### Task instructions
Please give back the listing exactly as it reads.

### Material shown

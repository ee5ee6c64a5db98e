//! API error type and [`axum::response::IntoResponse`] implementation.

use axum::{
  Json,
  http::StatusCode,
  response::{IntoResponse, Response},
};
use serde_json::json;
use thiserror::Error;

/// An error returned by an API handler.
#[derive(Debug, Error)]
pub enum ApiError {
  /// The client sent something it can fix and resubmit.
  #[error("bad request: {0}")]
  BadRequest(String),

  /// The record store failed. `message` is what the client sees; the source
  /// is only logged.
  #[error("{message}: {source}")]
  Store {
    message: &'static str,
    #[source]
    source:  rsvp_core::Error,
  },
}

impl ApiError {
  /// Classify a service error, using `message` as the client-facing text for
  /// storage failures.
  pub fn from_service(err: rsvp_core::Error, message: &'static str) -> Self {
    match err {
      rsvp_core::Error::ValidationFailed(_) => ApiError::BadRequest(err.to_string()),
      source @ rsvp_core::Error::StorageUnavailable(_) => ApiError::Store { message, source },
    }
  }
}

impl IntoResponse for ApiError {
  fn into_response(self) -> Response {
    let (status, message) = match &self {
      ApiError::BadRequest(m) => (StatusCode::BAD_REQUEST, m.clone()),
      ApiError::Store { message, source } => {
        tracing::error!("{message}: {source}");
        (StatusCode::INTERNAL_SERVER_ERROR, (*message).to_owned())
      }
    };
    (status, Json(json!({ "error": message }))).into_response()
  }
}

### Task result
repository ee5ee6c64a5db98e
//! API error type and [`axum::response::IntoResponse`] implementation.

use axum::{
  Json,
  http::StatusCode,
  response::{IntoResponse, Response},
};
use serde_json::json;
use thiserror::Error;

/// An error returned by an API handler.
#[derive(Debug, Error)]
pub enum ApiError {
  /// The client sent something it can fix and resubmit.
  #[error("bad request: {0}")]
  BadRequest(String),

  /// The record store failed. `message` is what the client sees; the source
  /// is only logged.
  #[error("{message}: {source}")]
  Store {
    message: &'static str,
    #[source]
    source:  rsvp_core::Error,
  },
}

impl ApiError {
  /// Classify a service error, using `message` as the client-facing text for
  /// storage failures.
  pub fn from_service(err: rsvp_core::Error, message: &'static str) -> Self {
    match err {
      rsvp_core::Error::ValidationFailed(_) => ApiError::BadRequest(err.to_string()),
      source @ rsvp_core::Error::StorageUnavailable(_) => ApiError::Store { message, source },
    }
  }
}

impl IntoResponse for ApiError {
  fn into_response(self) -> Response {
    let (status, message) = match &self {
      ApiError::BadRequest(m) => (StatusCode::BAD_REQUEST, m.clone()),
      ApiError::Store { message, source } => {
        tracing::error!("{message}: {source}");
        (StatusCode::INTERNAL_SERVER_ERROR, (*message).to_owned())
      }
    };
    (status, Json(json!({ "error": message }))).into_response()
  }
}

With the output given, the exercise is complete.